Computer Bulge Control.
You can use weights or not, depending on your level of fitness.
The following information has been gathered and compiled through personal experience, while traveling, teaching T’ai Chi, Qi Gong, Chinese Herbal medicine, martial arts and other health related subjects. The article also contains feedback from students and anecdotal information from readers of my columns. The following are my opinions and deductions from those sources.
If you want to stay lean but spend hours everyday in front of a computer, you may want to try the following three exercises. Keeping the sessions short and the intensity high, burns more calories than going long and slow. Cardio exercises burn more fat than weights but weights extend the fat burning time after exercise longer than cardio. Keeping the workout sessions short and adding more per day, using weights and increasing the intensity to put the exercise into the cardio workout range, gives you the best of both worlds.
None of the exercises I use, or teach, are set in stone. If you feel more comfortable and balanced with the feet closer together, then use what works for you. If no weights are what suit you, then do that. There are rules that apply to all things, and exercise is one of them. Poor posture during exercise, or any time, is detrimental to the body structure. Holding the breath puts you into fight or flight. No pain, no gain is a fairy tale.
Exercise #1. Standing with the feet shoulder width or more apart, and the hands at the sides, bring the right hand over head and the left behind the back while lowering your center by bending the knees. See accompanying photo. Keep the back straight, the chest open and breathe. Next, begin switching hand positions and straightening the legs. The legs should be straight, without locking the knees, when the hands are at waist height and then bent again when the left hand is overhead and the right hand is behind the back. After a few repetitions, you’ll get the rhythm. When you feel comfortable with the sequence, increase the intensity by speeding up the cadence. If you use weights, use caution and don’t hit yourself on the head or hips with the weights.

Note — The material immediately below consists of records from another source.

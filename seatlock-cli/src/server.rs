use std::sync::{Arc, Mutex};
use std::time::Duration;

use anyhow::Context;
use axum::{
    extract::{rejection::JsonRejection, State},
    http::{header::AUTHORIZATION, HeaderMap, StatusCode},
    routing::{get, post},
    Json, Router,
};
use tower::limit::ConcurrencyLimitLayer;
use tower_http::cors::CorsLayer;

use seatlock_core::error::ExportError;
use seatlock_core::infrastructure::SnapshotSink;
use seatlock_core::types::{AdminGrant, Principal};
use seatlock_core::{ReservationConfig, SeatReservationManager};

use crate::handlers::*;

pub type AppState = SeatReservationManager;

pub struct ServeOptions {
    pub host: String,
    pub port: u16,
    pub export: Option<String>,
    pub export_interval_secs: u64,
    pub max_in_flight: usize,
}

pub async fn run(config: ReservationConfig, options: ServeOptions) -> anyhow::Result<()> {
    let manager = SeatReservationManager::new(config).context("Invalid reservation config")?;

    if manager.config().admin_key().is_some() {
        tracing::info!("🔐 Admin key configured");
    } else {
        tracing::warn!("⚠️  No SEATLOCK_ADMIN_KEY set, admin unlock and sweep are disabled");
    }

    if let Some(target) = &options.export {
        match open_sink(target) {
            Ok(sink) => {
                let every = Duration::from_secs(options.export_interval_secs.max(1));
                spawn_exporter(manager.clone(), sink, every);
            }
            Err(e) => tracing::error!("{:#}. Snapshot export disabled.", e),
        }
    }

    tracing::info!(
        seats = manager.seat_count(),
        lock_duration_ms = manager.config().lock_duration_ms,
        "Seat registry ready"
    );

    let app = router(manager).layer(ConcurrencyLimitLayer::new(options.max_in_flight.max(1)));

    let addr = format!("{}:{}", options.host, options.port);
    tracing::info!("🎟️  Seatlock server starting on http://{}", addr);

    let listener = tokio::net::TcpListener::bind(&addr)
        .await
        .with_context(|| format!("Failed to bind {}", addr))?;

    axum::serve(listener, app).await.context("Server error")?;
    Ok(())
}

pub fn router(manager: AppState) -> Router {
    Router::new()
        .route("/health", get(health))
        .route("/seats", get(list_seats))
        .route("/lock", post(lock_seat))
        .route("/confirm", post(confirm_seat))
        .route("/unlock", post(unlock_seat))
        .route("/sweep", post(sweep_expired))
        .layer(CorsLayer::permissive())
        .with_state(manager)
}

// ─── Admin Credentials ──────────────────────────────────────────────────────

/// Mints an admin grant when the request carries the configured bearer key
fn admin_grant(manager: &AppState, headers: &HeaderMap) -> Option<AdminGrant> {
    let token = headers
        .get(AUTHORIZATION)
        .and_then(|v| v.to_str().ok())
        .and_then(|v| v.strip_prefix("Bearer "))?;
    manager.authorize_admin(token)
}

// ─── Request Bodies ─────────────────────────────────────────────────────────

/// A request without a JSON body reads as one with no fields, so it fails
/// field validation like any other incomplete request. Malformed JSON is
/// reported in the envelope rather than as axum's plain-text rejection.
fn read_body(body: Result<Json<SeatRequest>, JsonRejection>) -> Result<SeatRequest, String> {
    match body {
        Ok(Json(req)) => Ok(req),
        Err(JsonRejection::MissingJsonContentType(_)) => Ok(SeatRequest::default()),
        Err(rejection) => {
            tracing::debug!(status = %rejection.status(), "Rejected request body");
            Err(rejection.body_text())
        }
    }
}

// ─── Handlers ───────────────────────────────────────────────────────────────

async fn health(State(manager): State<AppState>) -> Json<ApiResponse<HealthResponse>> {
    Json(ApiResponse::ok(HealthResponse {
        status: "ok".to_string(),
        seats: manager.snapshot().summary(),
        version: env!("CARGO_PKG_VERSION").to_string(),
    }))
}

async fn list_seats(State(manager): State<AppState>) -> Json<SeatsResponse> {
    Json(SeatsResponse::from(manager.snapshot()))
}

async fn lock_seat(
    State(manager): State<AppState>,
    body: Result<Json<SeatRequest>, JsonRejection>,
) -> (StatusCode, Json<ApiResponse<LockResponse>>) {
    let (seat_id, user_id) = match read_body(body).and_then(SeatRequest::require_both) {
        Ok(ids) => ids,
        Err(e) => return (StatusCode::BAD_REQUEST, Json(ApiResponse::err(e))),
    };

    match manager.lock(&seat_id, &user_id) {
        Ok(grant) => {
            tracing::info!(seat_id = %grant.seat_id, user_id = %grant.owner, "Seat locked");
            (
                StatusCode::OK,
                Json(ApiResponse::ok(LockResponse {
                    id: grant.seat_id,
                    owner: grant.owner,
                    expires_at: iso8601(grant.expires_at),
                })),
            )
        }
        Err(err) => {
            tracing::info!(seat_id = %seat_id, user_id = %user_id, reason = err.code(), "Lock denied");
            (status_for(&err), Json(ApiResponse::from_error(&err)))
        }
    }
}

async fn confirm_seat(
    State(manager): State<AppState>,
    body: Result<Json<SeatRequest>, JsonRejection>,
) -> (StatusCode, Json<ApiResponse<BookingResponse>>) {
    let (seat_id, user_id) = match read_body(body).and_then(SeatRequest::require_both) {
        Ok(ids) => ids,
        Err(e) => return (StatusCode::BAD_REQUEST, Json(ApiResponse::err(e))),
    };

    match manager.confirm(&seat_id, &user_id) {
        Ok(booking) => (
            StatusCode::OK,
            Json(ApiResponse::ok(BookingResponse {
                id: booking.seat_id,
                owner: booking.owner,
            })),
        ),
        Err(err) => {
            tracing::info!(seat_id = %seat_id, user_id = %user_id, reason = err.code(), "Confirm denied");
            (status_for(&err), Json(ApiResponse::from_error(&err)))
        }
    }
}

async fn unlock_seat(
    State(manager): State<AppState>,
    headers: HeaderMap,
    body: Result<Json<SeatRequest>, JsonRejection>,
) -> (StatusCode, Json<ApiResponse<UnlockResponse>>) {
    let (seat_id, user_id) = match read_body(body).and_then(SeatRequest::require_seat) {
        Ok(ids) => ids,
        Err(e) => return (StatusCode::BAD_REQUEST, Json(ApiResponse::err(e))),
    };

    let principal = match admin_grant(&manager, &headers) {
        Some(grant) => Principal::Admin(grant),
        None => Principal::User(user_id.unwrap_or_default()),
    };

    match manager.unlock(&seat_id, &principal) {
        Ok(outcome) => (
            StatusCode::OK,
            Json(ApiResponse::ok(UnlockResponse {
                message: format!("Lock released (if it existed) for seat {}", seat_id),
                released: outcome.released,
            })),
        ),
        Err(err) => {
            tracing::warn!(seat_id = %seat_id, caller = %principal, reason = err.code(), "Unlock denied");
            (status_for(&err), Json(ApiResponse::from_error(&err)))
        }
    }
}

async fn sweep_expired(
    State(manager): State<AppState>,
    headers: HeaderMap,
) -> (StatusCode, Json<ApiResponse<SweepResponse>>) {
    if admin_grant(&manager, &headers).is_none() {
        tracing::warn!("🚫 Unauthorized sweep request");
        return (
            StatusCode::FORBIDDEN,
            Json(ApiResponse::err("Administrator credentials required")),
        );
    }

    let released = manager.sweep_expired();
    (StatusCode::OK, Json(ApiResponse::ok(SweepResponse { released })))
}

// ─── Snapshot Export ────────────────────────────────────────────────────────

fn open_sink(target: &str) -> anyhow::Result<Box<dyn SnapshotSink + Send>> {
    let Some(path) = target.strip_prefix("sqlite:") else {
        anyhow::bail!("Unknown export target '{}'. Use 'sqlite:<path>'", target);
    };

    #[cfg(feature = "sqlite")]
    {
        tracing::info!("💾 Snapshot export: SQLite ({})", path);
        let sink = seatlock_core::infrastructure_sqlite::SqliteSnapshotSink::open(path)
            .with_context(|| format!("Failed to open SQLite database at '{}'", path))?;
        Ok(Box::new(sink))
    }
    #[cfg(not(feature = "sqlite"))]
    {
        let _ = path;
        anyhow::bail!(
            "SQLite export requested but the `sqlite` feature is not enabled. \
             Rebuild with: cargo build --features sqlite"
        )
    }
}

/// Periodically writes a snapshot to `sink`. The registry lock is released
/// before the write starts.
fn spawn_exporter(
    manager: AppState,
    sink: Box<dyn SnapshotSink + Send>,
    every: Duration,
) {
    let sink = Arc::new(Mutex::new(sink));
    tokio::spawn(async move {
        let mut ticker = tokio::time::interval(every);
        loop {
            ticker.tick().await;
            let snapshot = manager.snapshot();
            let sink = Arc::clone(&sink);

            let written = tokio::task::spawn_blocking(move || {
                let mut sink = sink
                    .lock()
                    .map_err(|_| ExportError::Unavailable("sink lock poisoned".to_string()))?;
                sink.write(&snapshot)
            })
            .await;

            match written {
                Ok(Ok(())) => tracing::debug!("Snapshot exported"),
                Ok(Err(e)) => tracing::error!(error = %e, "Snapshot export failed"),
                Err(e) => tracing::error!(error = %e, "Snapshot export task panicked"),
            }
        }
    });
}
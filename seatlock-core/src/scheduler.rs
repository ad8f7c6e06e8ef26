//! Per-seat expiry timers.
//!
//! Each locked seat owns at most one spawned timer task. Aborting the task
//! on relock, confirm or unlock is best effort: a timer that still fires
//! re-validates the captured deadline under the registry lock and does
//! nothing if the seat has moved on. Dropping the last manager handle drops
//! the timer table, which aborts every pending task.

use std::collections::HashMap;
use std::sync::{Arc, Mutex, Weak};
use std::time::Duration;

use tokio::runtime::Handle;
use tokio::task::AbortHandle;

use crate::clock::RuntimeClock;
use crate::manager::{Shared, lock_shared};
use crate::state::ExpiryCheck;

/// Abort handles of the pending expiry tasks, keyed by seat id
#[derive(Debug, Default)]
pub struct ExpiryTimers {
    handles: HashMap<String, AbortHandle>,
}

impl ExpiryTimers {
    /// Installs the timer for a fresh lock, aborting any previous one.
    pub fn arm(&mut self, seat_id: &str, handle: AbortHandle) {
        if let Some(previous) = self.handles.insert(seat_id.to_string(), handle) {
            previous.abort();
        }
    }

    /// Aborts the seat's pending timer. Returns whether one was pending.
    pub fn cancel(&mut self, seat_id: &str) -> bool {
        match self.handles.remove(seat_id) {
            Some(handle) => {
                handle.abort();
                true
            }
            None => false,
        }
    }

    /// Forgets the handle of a timer that has just fired.
    pub fn disarm(&mut self, seat_id: &str) {
        self.handles.remove(seat_id);
    }

    pub fn is_armed(&self, seat_id: &str) -> bool {
        self.handles.contains_key(seat_id)
    }

    pub fn len(&self) -> usize {
        self.handles.len()
    }

    pub fn is_empty(&self) -> bool {
        self.handles.is_empty()
    }
}

impl Drop for ExpiryTimers {
    fn drop(&mut self) {
        for handle in self.handles.values() {
            handle.abort();
        }
    }
}

/// What a timer captures when it is armed
#[derive(Debug, Clone)]
pub(crate) struct ExpiryJob {
    pub seat_id: String,
    pub deadline: u64,
    pub grace: Duration,
}

impl ExpiryJob {
    /// Spawns the timer on `runtime` to fire `grace` after the deadline.
    pub(crate) fn spawn(
        self,
        runtime: &Handle,
        shared: Weak<Mutex<Shared>>,
        clock: RuntimeClock,
    ) -> AbortHandle {
        let delay = Duration::from_millis(self.deadline.saturating_sub(clock.now_ms())) + self.grace;
        runtime.spawn(self.run(shared, clock, delay)).abort_handle()
    }

    pub(crate) async fn run(
        self,
        shared: Weak<Mutex<Shared>>,
        clock: RuntimeClock,
        mut delay: Duration,
    ) {
        loop {
            tokio::time::sleep(delay).await;

            // Registry gone: the manager was dropped
            let Some(shared) = shared.upgrade() else {
                return;
            };

            match self.fire(&shared, &clock) {
                ExpiryCheck::Released | ExpiryCheck::Stale => return,
                ExpiryCheck::NotDue { remaining_ms } => {
                    delay = Duration::from_millis(remaining_ms) + self.grace;
                }
            }
        }
    }

    fn fire(&self, shared: &Arc<Mutex<Shared>>, clock: &RuntimeClock) -> ExpiryCheck {
        let mut shared = lock_shared(shared);
        let check = shared
            .store
            .expire(&self.seat_id, self.deadline, clock.now_ms());

        if check == ExpiryCheck::Released {
            shared.timers.disarm(&self.seat_id);
            tracing::info!(seat_id = %self.seat_id, "Lock expired and released");
        }
        check
    }
}
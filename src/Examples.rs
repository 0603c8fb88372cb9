//! examples of usage of derivata
/// derivatives, critical points and grids
pub mod calculus_examples;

Exercise #2. Standing with the feet shoulder width apart, elbows bent and hands crossed in front of the waist. Bring the weights out to the sides and then overhead while bending the knees. Keep the back straight, the sternum lifted, the chest open and breathe in completely. As you lower the hands and arms back to the starting position, straighten the legs and breathe out. Imagine you’re a large bird and you’re taking flight, flapping your wings to get the most lift as quickly as possible. As soon as you feel comfortable with the process, increase the intensity.
Exercise #3. Standing with the feet comfortably spread, knees slightly bent, hands at the sides with arms and back straight. Lift the right hand to chest height, as high as you can but straight up the side as if you were trying to put the hand in your armpit. As you begin lowering the right hand, begin raising the left. Switch hands, up, down, up down. After you get the hand movement worked out, get your hips into the action. You can shift the hips from side to side, do the twist or whatever feels right to you. Get into the rhythm and work the entire body. Once you’re in the groove, increase the intensity.
Do as many repetitions as feels comfortable to you but don’t overdo. If you feel sore the next day or after your workout, decrease the repetitions, the intensity, or both. Getting over an injury, wont get you in shape or help you lose weight. Start slow and low, and work up.